#### MATERIAL PROVIDED

//! Statistical hypothesis testing for experiment comparisons.

pub mod bayes;
pub mod srm;
mod summary;
pub mod welch;

pub use bayes::{prob_beat_control_binary, prob_beat_control_continuous, DEFAULT_DRAWS};
pub use srm::{check_srm, chi_square_equal_split, SrmResult, SRM_THRESHOLD};
pub use summary::Summary;
pub use welch::{welch_from_summaries, welch_t_test, WelchResult};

########

TRY IT -> Tally the lines in this material that hold the word "bayes", then reply with only the number.

YOUR RESPONSE -> 2